For them, the structure must be simple, as Milton Friedman imagined it, with equal subsidy for every child of every family in the same grade and with little or no regulation of private school admission policy or recruitment strategies.

Sugarman and I make them unhappy, because we would have participating schools set aside their unchosen applications for a final random selection of a fraction of its entries, giving the unchosen child of the poor a chance at subsidized admission. We would also require the school to make itself known in the open market, trying thereby to assure that lower-income parents have the chance to learn what their new responsibility requires in the way of sophistication about their options.

Our critics recognize the suffering of the lower-income family under the status quo, but they insist that this problem is best addressed by a Friedman-blessed system of subsidy that includes all parents, even those who least need it. It is this alone, they believe, that will bring the civic liberation of the poor.

They are best, also we hear, because this pure system which they favor is politically the most saleable; any focus upon the poor is unpopular.

I must have overlooked some such rousing success of the pure market approach in capturing the voting hearts of our 50 state electorates. For many years, the Friedman folks in many states have been running ballot initiatives for universal vouchers. Their level of success is unimpressive.

Still, this issue of the universality of any system of subsidized choice seems to me the lesser of two central questions.

So, let us try another plebiscite offering vouchers to the rich and poor alike. The core dispute will then be the nature and extent of state government regulation of participating schools.

Sugarman and I have long felt concern over such matters as admission policy advertising (targeted or universal), procedural rules for expulsion and so on. At least in the short run, parents who have never chosen will need to acquire some of the sophistications of the middle class.

I can understand how pure market minds could continue to draw the line at certain forms and degree of regulation; so would I. But, just maybe, they could help to make it “efficient” in the way least intrusive of the participating private school. What puzzles me is their reluctance even to consider how the untutored parental mind needs help to become a wise consumer and how the seller must rescue such mothers and fathers with simple information about just who and what this particular school is.

Most important, if a school participates, it should be ready at the end of the admission process to take a few children – say 15% – at random, children whom they had not already picked from among their applicant pool. In short, it has seemed fair and rational to ask the seller to undertake a wee bit of “social integration.”

Finally, and most important, we should ask these pure market folks ever to keep in mind that decisions about design will be made by 50 individual state governments. Might it not be to our civic good as a nation to watch and learn from the experience of those states with a variety of statutory models just what is popular and what works?

Editor’s note: Robert Enlow, president and CEO of EdChoice, and Jason Bedrick, director of policy at EdChoice, provided the following response to a post from redefinED columnist John Coons.

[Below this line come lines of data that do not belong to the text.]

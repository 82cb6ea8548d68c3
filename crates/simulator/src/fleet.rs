//! Frota simulada de UPS e o interpretador de comandos NUT.
//!
//! Os valores derivam a cada tick: carga oscila, tensão de entrada varia
//! em torno da nominal e, de vez em quando, um UPS perde a energia e passa
//! a descarregar a bateria até a energia voltar.

use rand::Rng;
use std::collections::BTreeMap;
use tracing::info;
use ups_core::protocol::{format_ups_line, format_var_line};

/// Resposta a um comando; `Close` encerra a conexão após o envio.
#[derive(Debug, Clone, PartialEq, Eq)]
pub enum Reply {
    Text(String),
    Close(String),
}

impl Reply {
    pub fn text(&self) -> &str {
        match self {
            Self::Text(t) | Self::Close(t) => t,
        }
    }

    pub fn closes(&self) -> bool {
        matches!(self, Self::Close(_))
    }
}

fn line(s: &str) -> Reply {
    Reply::Text(format!("{s}\n"))
}

// ──────────────────────────────────────────────
// Dispositivo
// ──────────────────────────────────────────────

#[derive(Debug, Clone)]
pub struct SimulatedUps {
    vars: BTreeMap<String, String>,
    initial_runtime: f64,
}

impl SimulatedUps {
    pub fn new(vars: &[(&str, &str)]) -> Self {
        let vars: BTreeMap<String, String> = vars
            .iter()
            .map(|(k, v)| (k.to_string(), v.to_string()))
            .collect();
        let initial_runtime = vars
            .get("battery.runtime")
            .and_then(|v| v.parse().ok())
            .unwrap_or(0.0);
        Self {
            vars,
            initial_runtime,
        }
    }

    pub fn get(&self, key: &str) -> Option<&str> {
        self.vars.get(key).map(String::as_str)
    }

    fn num(&self, key: &str) -> f64 {
        self.get(key).and_then(|v| v.parse().ok()).unwrap_or(0.0)
    }

    fn set(&mut self, key: &str, value: impl Into<String>) {
        self.vars.insert(key.to_string(), value.into());
    }

    fn on_battery(&self) -> bool {
        self.get("ups.status")
            .is_some_and(|s| s.split_whitespace().any(|flag| flag == "OB" || flag == "LB"))
    }

    /// Avança a simulação em um passo.
    pub fn tick<R: Rng>(&mut self, name: &str, rng: &mut R) {
        let load = (self.num("ups.load") + f64::from(rng.gen_range(-2i32..=2))).clamp(5.0, 100.0);
        self.set("ups.load", format!("{load:.0}"));

        let voltage = if self.num("input.voltage.nominal") == 120.0 {
            rng.gen_range(118.5..=121.5)
        } else {
            rng.gen_range(218.0..=222.0)
        };

        if self.on_battery() {
            self.set("input.voltage", "0.0");
            let charge = self.num("battery.charge");
            if charge > 0.0 {
                self.set("battery.charge", format!("{:.0}", charge - 1.0));
                let runtime = (self.num("battery.runtime") * 0.95).floor().max(0.0);
                self.set("battery.runtime", format!("{runtime:.0}"));
                let volts = self.num("battery.voltage") - 0.05;
                self.set("battery.voltage", format!("{volts:.2}"));
            }
            if self.num("battery.charge") <= self.num("battery.charge.low") {
                self.set("ups.status", "OB LB");
            }
            if rng.gen_ratio(1, 50) {
                info!("[{name}] energia restabelecida");
                self.set("ups.status", "OL CHRG");
                self.set("input.transfer.reason", "input voltage out of range");
            }
            return;
        }

        self.set("input.voltage", format!("{voltage:.1}"));
        let charge = self.num("battery.charge");
        if charge < 100.0 {
            self.set("battery.charge", format!("{:.0}", (charge + 1.0).min(100.0)));
            let runtime = (self.num("battery.runtime") * 1.05).floor().min(self.initial_runtime);
            self.set("battery.runtime", format!("{runtime:.0}"));
        } else if self.get("ups.status") == Some("OL CHRG") {
            self.set("ups.status", "OL");
        }

        let cap = self.num("battery.voltage.nominal") * 1.14;
        let volts = self.num("battery.voltage");
        if volts < cap {
            self.set("battery.voltage", format!("{:.2}", (volts + 0.05).min(cap)));
        }

        if rng.gen_ratio(1, 200) {
            info!("[{name}] queda de energia simulada");
            self.set("ups.status", "OB DISCHRG");
            self.set("input.transfer.reason", "simulated power loss");
        }
    }
}

// ──────────────────────────────────────────────
// Frota
// ──────────────────────────────────────────────

#[derive(Debug, Clone, Default)]
pub struct Fleet {
    devices: BTreeMap<String, SimulatedUps>,
}

impl Fleet {
    pub fn new() -> Self {
        Self::default()
    }

    pub fn insert(&mut self, name: &str, ups: SimulatedUps) {
        self.devices.insert(name.to_string(), ups);
    }

    pub fn device(&self, name: &str) -> Option<&SimulatedUps> {
        self.devices.get(name)
    }

    pub fn len(&self) -> usize {
        self.devices.len()
    }

    /// Três UPS de fabricantes diferentes, 120 V e 220 V.
    pub fn demo() -> Self {
        let mut fleet = Self::new();
        fleet.insert(
            "apc",
            SimulatedUps::new(&[
                ("battery.charge", "100"),
                ("battery.charge.low", "10"),
                ("battery.charge.warning", "50"),
                ("battery.date", "2025/01/10"),
                ("battery.runtime", "2856"),
                ("battery.runtime.low", "120"),
                ("battery.type", "PbAc"),
                ("battery.voltage", "27.3"),
                ("battery.voltage.nominal", "24.0"),
                ("device.mfr", "American Power Conversion"),
                ("device.model", "Back-UPS RS 1350MS"),
                ("device.serial", "3B2026X27482"),
                ("device.type", "ups"),
                ("driver.name", "usbhid-ups"),
                ("driver.version", "2.8.2"),
                ("input.sensitivity", "medium"),
                ("input.transfer.high", "144"),
                ("input.transfer.low", "88"),
                ("input.transfer.reason", "input voltage out of range"),
                ("input.voltage", "120.0"),
                ("input.voltage.nominal", "120"),
                ("ups.beeper.status", "enabled"),
                ("ups.firmware", "951.e4 .D"),
                ("ups.load", "15"),
                ("ups.mfr", "American Power Conversion"),
                ("ups.model", "Back-UPS RS 1350MS"),
                ("ups.realpower.nominal", "810"),
                ("ups.status", "OL"),
                ("ups.test.result", "No test initiated"),
                ("ups.timer.shutdown", "-1"),
            ]),
        );
        fleet.insert(
            "cyberpower",
            SimulatedUps::new(&[
                ("battery.charge", "100"),
                ("battery.charge.low", "20"),
                ("battery.charge.warning", "40"),
                ("battery.date", "2026/05/20"),
                ("battery.runtime", "3600"),
                ("battery.runtime.low", "300"),
                ("battery.type", "PbAc"),
                ("battery.voltage", "13.7"),
                ("battery.voltage.nominal", "12.0"),
                ("device.mfr", "CyberPower Systems"),
                ("device.model", "CP1500PFCLCD"),
                ("device.serial", "CT5827B40192"),
                ("device.type", "ups"),
                ("driver.name", "usbhid-ups"),
                ("driver.version", "2.8.2"),
                ("input.sensitivity", "low"),
                ("input.transfer.high", "139"),
                ("input.transfer.low", "91"),
                ("input.transfer.reason", "input voltage out of range"),
                ("input.voltage", "119.5"),
                ("input.voltage.nominal", "120"),
                ("ups.beeper.status", "disabled"),
                ("ups.firmware", "CR007.e1.1"),
                ("ups.load", "30"),
                ("ups.mfr", "CyberPower Systems"),
                ("ups.model", "CP1500PFCLCD"),
                ("ups.realpower.nominal", "900"),
                ("ups.status", "OL"),
                ("ups.test.result", "No test initiated"),
                ("ups.timer.shutdown", "-1"),
            ]),
        );
        fleet.insert(
            "eaton220",
            SimulatedUps::new(&[
                ("battery.charge", "100"),
                ("battery.charge.low", "15"),
                ("battery.charge.warning", "30"),
                ("battery.date", "2027/02/01"),
                ("battery.runtime", "4500"),
                ("battery.runtime.low", "600"),
                ("battery.type", "Li-Ion"),
                ("battery.voltage", "54.6"),
                ("battery.voltage.nominal", "48.0"),
                ("device.mfr", "Eaton"),
                ("device.model", "5P 1550 R 220V"),
                ("device.serial", "G201E4C02987"),
                ("device.type", "ups"),
                ("driver.name", "usbhid-ups"),
                ("driver.version", "2.8.2"),
                ("input.sensitivity", "high"),
                ("input.transfer.high", "264"),
                ("input.transfer.low", "176"),
                ("input.transfer.reason", "input voltage out of range"),
                ("input.voltage", "220.5"),
                ("input.voltage.nominal", "220"),
                ("ups.beeper.status", "enabled"),
                ("ups.firmware", "02.14.0017"),
                ("ups.load", "55"),
                ("ups.mfr", "Eaton"),
                ("ups.model", "5P 1550 R 220V"),
                ("ups.realpower.nominal", "1100"),
                ("ups.status", "OL"),
                ("ups.test.result", "No test initiated"),
                ("ups.timer.shutdown", "-1"),
            ]),
        );
        fleet
    }

    pub fn tick<R: Rng>(&mut self, rng: &mut R) {
        for (name, ups) in &mut self.devices {
            ups.tick(name, rng);
        }
    }

    /// Interpreta uma linha do cliente e monta a resposta.
    pub fn handle_command(&mut self, raw: &str) -> Reply {
        let parts: Vec<&str> = raw.split_whitespace().collect();
        let upper: Vec<String> = parts.iter().map(|p| p.to_ascii_uppercase()).collect();
        let words: Vec<&str> = upper.iter().map(String::as_str).collect();

        match words.as_slice() {
            ["LIST", "UPS"] => self.list_ups(),
            ["LIST", "VAR", _] => self.list_var(&parts[2].to_ascii_lowercase()),
            ["LIST", "VAR", ..] => line("ERR INVALID-ARGUMENT"),
            ["SET", "VAR", _, _, _, ..] => self.set_var(parts[2], parts[3], &parts[4..].join(" ")),
            ["SET", "VAR", ..] => line("ERR INVALID-ARGUMENT"),
            ["LOGIN", ..] | ["USERNAME", ..] | ["PASSWORD", ..] => line("OK"),
            ["LOGOUT"] => Reply::Close("OK Goodbye\n".into()),
            [] => line("ERR INVALID-ARGUMENT"),
            _ => line("ERR UNKNOWN-COMMAND"),
        }
    }

    fn list_ups(&self) -> Reply {
        let mut out = String::from("BEGIN LIST UPS\n");
        for (name, ups) in &self.devices {
            let description = ups.get("device.model").unwrap_or("Simulated UPS");
            out.push_str(&format_ups_line(name, description));
            out.push('\n');
        }
        out.push_str("END LIST UPS\n");
        Reply::Text(out)
    }

    fn list_var(&self, name: &str) -> Reply {
        let Some(ups) = self.devices.get(name) else {
            return line("ERR UNKNOWN-UPS");
        };
        let mut out = format!("BEGIN LIST VAR {name}\n");
        for (key, value) in &ups.vars {
            out.push_str(&format_var_line(name, key, value));
            out.push('\n');
        }
        out.push_str(&format!("END LIST VAR {name}\n"));
        Reply::Text(out)
    }

    fn set_var(&mut self, name: &str, key: &str, value: &str) -> Reply {
        let Some(ups) = self.devices.get_mut(name) else {
            return line("ERR UNKNOWN-UPS");
        };
        if ups.get(key).is_none() {
            return line("ERR VAR-NOT-SUPPORTED");
        }
        let value = value
            .strip_prefix('"')
            .and_then(|v| v.strip_suffix('"'))
            .unwrap_or(value);
        info!("[{name}] SET VAR {key} = {value}");
        ups.set(key, value);
        line("OK")
    }
}

// ──────────────────────────────────────────────
// Testes
// ──────────────────────────────────────────────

In a recent redefinED blog post, school choice icon John Coons proposed finding common ground between two groups of education reformers whom he calls the “Miltonites” or “marketeers” (supporters of a free-market approach to educational choice with universal eligibility in the mold of Milton Friedman) and the “voucher left” (those, like Coons, whose primary concern is improving the well-being of the poor). His point is that what unites the two groups is much more—and more important—than what divides them, so they should find ways to work together as “happy co-conspirators” to advance educational choice.

As two staunch Miltonites, we couldn’t agree more.

Advancing choice and opportunity requires a broad and ideologically diverse coalition, as when the Republican governor of Wisconsin, Tommy Thompson, worked with Democratic legislator Polly Williams to enact the first voucher program of the modern era. More recently we’ve also seen a largely successful coalition of staunch conservatives and ardent liberals working together to advance criminal justice reform.

As with any diverse coalition, however, there is bound to be some healthy disagreement, particularly over the means to achieve shared ends. In the choice coalition, the fault lines have often been over access (universal vs. targeted) and regulations (libertarian vs. equalitarian).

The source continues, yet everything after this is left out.